Paraphé le dimanche 1er mars à Alger et signé à Bamako en 2015 et intervenu entre le gouvernement et les groupes armés rebelles maliens, l’Accord de paix connait, de nos jours, d’importantes difficultés dans son application.
En effet, sa mise en œuvre est entravée par des considérations juridiques et politiques redoutables. Les dispositions législatives prises dans le cadre de son application ne sont pas acceptées par l’Opposition politique. Laquelle, pour inconstitutionnalité notamment, les a d´'ailleurs attaquées devant la Cour constitutionnelle.
Autant dire qu´il y a là impasse dans le processus de paix et de réconciliation issu d´Alger. Et, devant cette impasse, rappelons-le, seul le Droit est capable de favoriser et de restaurer la paix nationale.
Et, c´est quoi la problématique dans cette affaire?
C´est de savoir si le gouvernement du Mali, effectivement détenteur de l’initiative des lois (au même titre que les députés d´ailleurs !) peut régulièrement utiliser cette compétence pour modifier la forme constitutionnelle de l’Etat. Autrement dit, le gouvernement du Mali peut-il s´abriter derrière sa prérogative de l’initiative des lois pour changer la forme constitutionnelle de l’Etat sans tomber dans l´irrégularité ?

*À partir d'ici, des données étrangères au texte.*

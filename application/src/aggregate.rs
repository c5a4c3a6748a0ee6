//! The Application aggregate.
//!
//! State is the fold of the application's events from an empty value. Every
//! operation validates the current status, then records exactly one event
//! (or none, when the reported fact is already reflected in state). Nothing
//! else mutates the aggregate.
//!
//! ```text
//! KYC_PHASE ──kyc ok──▶ GOVERNANCE_REVIEW_PHASE ──approve──▶ RKH_APPROVAL_PHASE ──┐
//!    ▲   │                 │        │                    └──▶ META_APPROVAL_PHASE ──┤
//!    │   └─kyc fail─┐      │        └─reject─┐                                      ▼
//!    └──revoke──────┼──────┘                 ▼           DC_ALLOCATED ◀── APPROVED
//!                   └────────────────────▶ REJECTED
//!
//! refresh: RKH / META / APPROVED / DC_ALLOCATED / REJECTED ──▶ GOVERNANCE_REVIEW_PHASE
//! ```

use crate::collaborators::ApplicationSnapshot;
use crate::error::ApplicationError;
use crate::events::ApplicationEvent;
use crate::github::normalize_github_handles;
use crate::types::{
    AllocationRequest, AllocatorMethod, AllocatorMultisig, ApplicantInfo, ApplicationInstruction,
    ApplicationStatus, InstructionStatus, MetaAllocatorTx, PullRequestInfo, RkhPhase,
    current_instruction, current_instruction_index,
};
use chrono::{DateTime, Utc};
use filplus_core::event::RecordedEvent;
use filplus_core::stream::Version;
use serde::{Deserialize, Serialize};

// ============================================================================
// Operation inputs
// ============================================================================

/// Result reported by the KYC provider.
#[derive(Clone, Debug, PartialEq, Eq, Serialize, Deserialize)]
#[serde(tag = "status", rename_all = "SCREAMING_SNAKE_CASE")]
pub enum KycOutcome {
    /// Identity verified.
    Approved,
    /// Verification failed.
    Rejected {
        /// Provider-supplied reason.
        #[serde(default)]
        reason: Option<String>,
    },
}

/// Governance team decision.
#[derive(Clone, Debug, PartialEq, Eq, Serialize, Deserialize)]
#[serde(tag = "status", rename_all = "SCREAMING_SNAKE_CASE")]
pub enum ReviewDecision {
    /// Move on to on-chain approval.
    Approved,
    /// Stop the cycle.
    Rejected {
        /// Why.
        #[serde(default)]
        reason: Option<String>,
    },
}

/// A recorded event that has not been persisted yet.
#[derive(Clone, Debug, PartialEq, Eq)]
pub struct PendingEvent {
    /// The event.
    pub event: ApplicationEvent,
    /// When the operation that produced it ran.
    pub occurred_at: DateTime<Utc>,
}

// ============================================================================
// Aggregate
// ============================================================================

/// One datacap application, rebuilt from its event log.
#[derive(Clone, Debug, PartialEq, Eq)]
pub struct Application {
    id: String,
    number: u64,
    status: ApplicationStatus,
    applicant: ApplicantInfo,
    allocation: AllocationRequest,
    allocator_multisig: Option<AllocatorMultisig>,
    pull_request: Option<PullRequestInfo>,
    rkh_phase: Option<RkhPhase>,
    meta_allocator_started: bool,
    meta_allocator_tx: Option<MetaAllocatorTx>,
    instructions: Vec<ApplicationInstruction>,
    version: Version,
    uncommitted: Vec<PendingEvent>,
}
impl EventHandler for ApplicationDetailsProjector {
    fn name(&self) -> &str {
        &self.name
    }

    fn event_type(&self) -> &str {
        self.event_type
    }

    fn handle<'a>(&'a self, event: &'a RecordedEvent) -> BoxFuture<'a, Result<()>> {
        Box::pin(async move {
            let decoded: ApplicationEvent = event.decode()?;
            let update = self.project(event, decoded).await?;
            self.details.upsert(update).await?;
            tracing::debug!(
                application_id = %event.stream_id,
                event_type = %event.event_type,
                sequence = event.sequence.value(),
                "projected event"
            );
            Ok(())
        })
    }
}

impl std::fmt::Debug for ApplicationDetailsProjector {
    fn fmt(&self, f: &mut std::fmt::Formatter<'_>) -> std::fmt::Result {
        f.debug_struct("ApplicationDetailsProjector")
            .field("name", &self.name)
            .field("lookup_timeout", &self.lookup_timeout)
            .finish_non_exhaustive()
    }
}
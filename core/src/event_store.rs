//! Append-only event log with optimistic concurrency.
//!
//! Each aggregate owns one stream. Appending takes an [`ExpectedVersion`]:
//! with [`ExpectedVersion::Exact`] the append is rejected with
//! [`EventStoreError::ConcurrencyConflict`] unless the stream is at exactly
//! that version, and nothing is written. [`ExpectedVersion::Unchecked`] skips
//! the check and is only sound on call paths that already guarantee a single
//! writer for the stream.
//!
//! # Example
//!
//! ```no_run
//! use filplus_core::event_store::{EventStore, EventStoreError, ExpectedVersion};
//! use filplus_core::stream::{StreamId, Version};
//!
//! async fn append(store: &dyn EventStore) -> Result<(), EventStoreError> {
//!     let stream = StreamId::new("app-1");
//!     let current = store.current_version(&stream).await?;
//!     let recorded = store
//!         .append_events(stream.clone(), ExpectedVersion::Exact(current), vec![/* ... */])
//!         .await?;
//!     assert!(recorded.iter().all(|e| e.sequence > current));
//!     Ok(())
//! }
//! ```

use crate::event::{RecordedEvent, SerializedEvent};
use crate::stream::{StreamId, Version};
use futures::future::BoxFuture;
use thiserror::Error;

/// Errors that can occur during event store operations.
#[derive(Error, Debug, Clone, PartialEq, Eq)]
pub enum EventStoreError {
    /// The stream moved since it was loaded.
    #[error("Concurrency conflict on {stream_id}: expected version {expected}, found {actual}")]
    ConcurrencyConflict {
        /// The stream where the conflict occurred.
        stream_id: StreamId,
        /// The version the caller loaded.
        expected: Version,
        /// The version the store holds.
        actual: Version,
    },

    /// Backend failure (connection lost, constraint violation other than versioning, ...).
    #[error("Storage error: {0}")]
    Storage(String),

    /// An envelope could not be encoded or decoded.
    #[error("Serialization error: {0}")]
    Serialization(String),
}

/// Concurrency expectation attached to an append.
#[derive(Clone, Copy, Debug, PartialEq, Eq)]
pub enum ExpectedVersion {
    /// The stream must currently hold exactly this many events.
    Exact(Version),
    /// Append without a version check. Unsafe when several writers can
    /// target the same stream.
    Unchecked,
}

impl From<Version> for ExpectedVersion {
    fn from(version: Version) -> Self {
        Self::Exact(version)
    }
}

/// Durable, per-stream ordered log of recorded events.
///
/// Implementations must enforce uniqueness of `(stream_id, sequence)` and
/// must make an append all-or-nothing.
///
/// The trait returns [`BoxFuture`] so it can be shared as `Arc<dyn EventStore>`.
pub trait EventStore: Send + Sync {
    /// Append `events` to `stream_id`, assigning consecutive sequences.
    ///
    /// Returns the recorded events in order. An empty batch is a no-op that
    /// still performs the version check.
    ///
    /// # Errors
    ///
    /// - [`EventStoreError::ConcurrencyConflict`] if `expected` does not match
    ///   the stream's current version; no event is appended.
    /// - [`EventStoreError::Storage`] on backend failure.
    fn append_events(
        &self,
        stream_id: StreamId,
        expected: ExpectedVersion,
        events: Vec<SerializedEvent>,
    ) -> BoxFuture<'_, Result<Vec<RecordedEvent>, EventStoreError>>;

    /// Load a stream in sequence order, starting after `after` when given.
    ///
    /// A stream with no events yields an empty vector.
    ///
    /// # Errors
    ///
    /// Returns [`EventStoreError::Storage`] on backend failure.
    fn load_events(
        &self,
        stream_id: StreamId,
        after: Option<Version>,
    ) -> BoxFuture<'_, Result<Vec<RecordedEvent>, EventStoreError>>;

    /// Number of events currently in the stream.
    ///
    /// # Errors
    ///
    /// Returns [`EventStoreError::Storage`] on backend failure.
    fn current_version<'a>(
        &'a self,
        stream_id: &'a StreamId,
    ) -> BoxFuture<'a, Result<Version, EventStoreError>>;
}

Le contentieux constitutionnel est gros et existe du fait de la volonté gouvernementale d’instituer les autorités intérimaires dans les régions nord-Mali. Et cette institution transformera la gestion politique et administrative du pays et concerne dès lors tous les citoyens maliens. Car, c’est bien la forme de l’Etat unitaire décentralisé du Mali qui est visée dans cette réforme.
Or, en droit, cette perspective politique est du seul ressort du peuple souverain. Réalité juridique évidente dont l’ignorance délibérée par le gouvernement constitue d´ailleurs l´objet de la présente mise au point.
Et, le droit de participer à la gestion de l’Etat est aussi un droit constitutionnel inaliénable pour tous les nationaux. Inutile d´ajouter que ce même droit donne habileté à tous les Maliens de contrôler l’action du gouvernement. Du moins, à tous les Maliens jouissant de leurs doits civiques et politiques.
Au regard des faits et à la lumière du droit, il ressort manifestement que l’action de l’Opposition politique est bien fondée. De même que la cause querellée est bien justifiée.
En effet, «la Cour constitutionnelle est juge de la constitutionnalité des lois» (art 85 de la Const de 1992).
Dès lors, tous les recours relatifs à la constitutionnalité des lois sont adressés à la seule Cour constitutionnelle.
Et, aux termes de la loi Organique régissant la Cour constitutionnelle, le présent contentieux relève de la seule compétence de la Cour constitutionnelle saisie par l’Opposition politique.
En conséquence, l’action en cause est encore bien fondée et légitime. L’Opposition malienne représentant bien une partie du peuple malien. C´est dire que le recours en présence ne souffre d’aucune entorse légale et est donc bien recevable en la forme.
Et, dans le fond, les dispositions constitutionnelles visées dans le règlement de ce contentieux sont nombreuses.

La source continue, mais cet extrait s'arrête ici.